Mosca, la Piazza Rossa.

La "trappola" del cristianesimo

Le vicende ucraine, l'incontro tra Putin e il Papa, il ruolo di Mosca sulla scena internazionale. E ancora, il "cristianesimo" nella Costituzione tra i principi fondativi. Che identità cerca la Russia? E a che prezzo?
Giovanna Parravicini

Sono giorni drammatici in Russia; all'atmosfera di apertura, alle speranze di nuove configurazioni degli scenari internazionali in cui la Russia potesse assumere un ruolo positivo nella soluzione dei conflitti, che hanno trovato un'immagine-simbolo nel recente incontro fra Putin e Papa Francesco, sembra sovrapporsi in queste ultime ore l'immagine di una Russia esclusivista, che detta perentoriamente le proprie condizioni - è sotto gli occhi di tutto il mondo l'Ucraina in fiamme - ponendo rigide alternative tra la propria sfera di influenza e, in questo caso, l'Europa.
Forse è proprio questo che più indigna gli ucraini: molti, tra quanti presidiano il Majdan a Kiev, probabilmente non si rendono conto dei reali problemi che l'ingresso in Europa comporta, delle dure condizioni del gioco. Entrare in Europa non sarebbe certo una passeggiata, per l'Ucraina. Eppure la gente - soprattutto le giovani generazioni - lo vuole con tutte le sue forze.
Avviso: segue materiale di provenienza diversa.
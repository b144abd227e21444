use crate::scanner::{list_series, scan_series};
use crate::server::error::{json_body, AppError};
use crate::server::AppContext;
use axum::{
    extract::{rejection::JsonRejection, Path, State},
    http::{header, HeaderMap, HeaderValue},
    response::IntoResponse,
    routing::{get, post},
    Json, Router,
};
use mediasort_common::paths::{is_within_root, resolve_series_dir};
use mediasort_common::Error;
use mediasort_naming::{build, default_entries, find_duplicate_destinations, move_entry, VideoEntry};
use serde::{Deserialize, Serialize};
use std::path::PathBuf;

pub fn series_routes() -> Router<AppContext> {
    Router::new()
        .route("/series", get(get_series))
        .route("/series/:series_dir/files", get(get_series_files))
        .route("/series/:series_dir/entries", get(get_series_entries))
        .route("/entries/reorder", post(reorder_entries))
        .route("/assignments/preview", post(preview_assignments))
}

/// Run a blocking filesystem scan off the async runtime.
async fn blocking<T, F>(f: F) -> Result<T, Error>
where
    T: Send + 'static,
    F: FnOnce() -> anyhow::Result<T> + Send + 'static,
{
    tokio::task::spawn_blocking(f)
        .await
        .map_err(|e| Error::internal(format!("Scan task failed: {}", e)))?
        .map_err(|e| Error::internal(format!("{:#}", e)))
}

/// Resolve `series_dir` under the input root, following symlinks.
async fn series_path(ctx: &AppContext, series_dir: &str) -> Result<PathBuf, Error> {
    let path = resolve_series_dir(&ctx.input_root, series_dir)?;
    let real = tokio::fs::canonicalize(&path)
        .await
        .map_err(|_| Error::not_found("series", series_dir))?;
    if !is_within_root(&real, &ctx.input_root) {
        return Err(Error::forbidden(format!(
            "Series directory escapes root: {series_dir}"
        )));
    }
    if !real.is_dir() {
        return Err(Error::not_found("series", series_dir));
    }
    Ok(real)
}

fn no_store_headers() -> HeaderMap {
    let mut headers = HeaderMap::new();
    headers.insert(
        header::CACHE_CONTROL,
        HeaderValue::from_static("no-store, no-cache, must-revalidate, max-age=0"),
    );
    headers.insert(header::PRAGMA, HeaderValue::from_static("no-cache"));
    headers.insert(header::EXPIRES, HeaderValue::from_static("0"));
    headers
}

async fn get_series(State(ctx): State<AppContext>) -> Result<impl IntoResponse, AppError> {
    let root = ctx.input_root.to_path_buf();
    let series = blocking(move || list_series(&root)).await?;
    Ok(Json(serde_json::json!({ "series": series })))
}

async fn get_series_files(
    State(ctx): State<AppContext>,
    Path(series_dir): Path<String>,
) -> Result<impl IntoResponse, AppError> {
    let path = series_path(&ctx, &series_dir).await?;
    let files = blocking(move || scan_series(&path)).await?;

    Ok((
        no_store_headers(),
        Json(serde_json::json!({
            "series_directory": series_dir,
            "files": files,
        })),
    ))
}

async fn get_series_entries(
    State(ctx): State<AppContext>,
    Path(series_dir): Path<String>,
) -> Result<impl IntoResponse, AppError> {
    let path = series_path(&ctx, &series_dir).await?;
    let files = blocking(move || scan_series(&path)).await?;
    let entries = default_entries(files);

    Ok((
        no_store_headers(),
        Json(serde_json::json!({
            "series_directory": series_dir,
            "entries": entries,
        })),
    ))
}

#[derive(Debug, Deserialize)]
struct ReorderRequest {
    entries: Vec<VideoEntry>,
    from: usize,
    to: usize,
}

async fn reorder_entries(
    payload: Result<Json<ReorderRequest>, JsonRejection>,
) -> Result<impl IntoResponse, AppError> {
    let req = json_body(payload)?;
    let mut entries = req.entries;
    move_entry(&mut entries, req.from, req.to)?;
    Ok(Json(serde_json::json!({ "entries": entries })))
}

#[derive(Debug, Deserialize)]
struct PreviewRequest {
    series: String,
    entries: Vec<VideoEntry>,
}

#[derive(Debug, Serialize)]
struct PreviewItem {
    path: String,
    destination: String,
    assignment: mediasort_naming::Assignment,
}

/// Build assignments without queuing them.
async fn preview_assignments(
    payload: Result<Json<PreviewRequest>, JsonRejection>,
) -> Result<impl IntoResponse, AppError> {
    let req = json_body(payload)?;
    let items = build(&req.series, &req.entries)?;
    let duplicates = find_duplicate_destinations(&items);

    let items: Vec<PreviewItem> = items
        .into_iter()
        .map(|item| PreviewItem {
            destination: item.assignment.destination().to_string(),
            path: item.path,
            assignment: item.assignment,
        })
        .collect();

    Ok(Json(serde_json::json!({
        "items": items,
        "duplicates": duplicates,
    })))
}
E non è semplicemente un moto di ingenuità, la scommessa su un'Europa libera, democratica e solida che in realtà non esiste, o non esiste più: l'Europa in questo caso rappresenta il principio personale che la gente è abituata a veder calpestato nella vita quotidiana come nelle grandi scelte del Paese: è divenuto intollerabile il non contare nulla agli occhi dello Stato, l'essere semplicemente uno strumento di giochi politici e di potere che passano sulla testa della gente. 
Dopo due anni di promesse e di trattative nel percorso verso l'Europa, è bastato che Janukovic fosse richiamato a Mosca dal «padrone» perché le cose prendessero la piega opposta. Senza dibattiti né tanto meno referendum, semplicemente con un'intesa ai vertici. Di qui l'esasperazione della popolazione. Strumentalizzata o pilotata che sia, da forze estremiste, nazionaliste, il fulcro della protesta – e a Mosca lo si avverte bene, e lo si condivide – è un disperato tentativo di affermare che l'«io» esiste, che il cittadino, il gruppo, la nazione hanno un'identità che lo Stato non può permettersi di ignorare o di reprimere. È lo stesso sentimento che due anni fa, nel dicembre 2011, aveva spinto i moscoviti a scendere in piazza per protestare contro i clamorosi brogli elettorali e che da allora non è più venuto meno.